The biggest difference in next-generation access is the medium that carries the signal from the home to the various Internet servers. For years, Great Britain has relied on an older system of data transfer over lines basically made of copper. This has limited the speed of data transfer throughout the country, particularly outside of urban areas. Further, some broadband Internet services have consistently overrated the speed of the service, in part due to lack of technology to carry the speeds they are truly capable of throughout a significant portion of the country.
To help, British Telecommunications has put together a replacement plan that includes fiber optic technology as the main centerpiece of the upgrade effort. This technology uses information carried through glass tubes via light to significantly speed up the transfer. The light signal degrades over time and space, so therefore the information is not quite as fast as the speed of light, but is still very quick by comparison to the previous technology. Other factors may also affect the speed of next-generation access.
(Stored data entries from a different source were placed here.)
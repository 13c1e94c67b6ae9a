//! Session Manager for Dark Browser.
//!
//! Saves and restores the browser session (open tabs, active index, window
//! geometry) as JSON under the `session` settings key.

use serde_json::Value;
use tracing::{debug, warn};

use crate::services::settings_engine::{SettingsEngineTrait, SharedSettings};
use crate::types::errors::SessionError;
use crate::types::session::SessionDescriptor;
use crate::types::settings::keys;

/// Trait defining session management operations.
pub trait SessionManagerTrait {
    fn save_session(&self, data: &SessionDescriptor) -> Result<(), SessionError>;
    fn restore_session(&self) -> Result<Option<SessionDescriptor>, SessionError>;
    fn has_session(&self) -> bool;
    fn clear_session(&self) -> Result<(), SessionError>;
}

/// Session manager backed by the settings store.
pub struct SessionManager {
    settings: SharedSettings,
}

impl SessionManager {
    pub fn new(settings: SharedSettings) -> Self {
        Self { settings }
    }

    /// Reads the stored session, treating malformed data as absent.
    pub fn load_or_none(&self) -> Option<SessionDescriptor> {
        match self.restore_session() {
            Ok(session) => session,
            Err(e) => {
                warn!(error = %e, "Stored session is unreadable, starting fresh");
                None
            }
        }
    }
}

impl SessionManagerTrait for SessionManager {
    fn save_session(&self, data: &SessionDescriptor) -> Result<(), SessionError> {
        let value = serde_json::to_value(data)
            .map_err(|e| SessionError::SerializationError(e.to_string()))?;

        debug!(tabs = data.tabs.len(), active = data.active, "Saving session");
        self.settings
            .borrow_mut()
            .set(keys::SESSION, value)
            .map_err(|e| SessionError::PersistenceError(e.to_string()))
    }

    fn restore_session(&self) -> Result<Option<SessionDescriptor>, SessionError> {
        let settings = self.settings.borrow();
        match settings.get(keys::SESSION) {
            None | Some(Value::Null) => Ok(None),
            Some(value) => serde_json::from_value::<SessionDescriptor>(value.clone())
                .map(Some)
                .map_err(|e| SessionError::SerializationError(e.to_string())),
        }
    }

    fn has_session(&self) -> bool {
        matches!(self.restore_session(), Ok(Some(ref s)) if !s.tabs.is_empty())
    }

    fn clear_session(&self) -> Result<(), SessionError> {
        self.settings
            .borrow_mut()
            .set(keys::SESSION, Value::Null)
            .map_err(|e| SessionError::PersistenceError(e.to_string()))
    }
}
One of the most significant factors affecting the final speed is how extensively the fiber optics are placed in the country. British Telecommunications uses terminology known as fiber to the premises (FTTP) to describe that part of the upgrade. In this case, fiber optic technology could go from a main service line to a home or building, thus not causing any slowdown at all. FTTP could be available to as many as 40 percent of customers in the United Kingdom through next-generation access. If another connective technology, such as copper lines, transfers the signal into the home or building, speeds will remain limited by the capabilities of that technology.
The next-generation access initiative was started in part due to the United Kingdom's low ranking among nation's which are members of the Organisation for Economic Cooperation and Development. Slightly more than half of the United Kingdom's households have a broadband Internet connection. The goal is to increase that number, which could be especially useful for those wanting to stream videos, do audioconferencing or other high-bandwidth applications.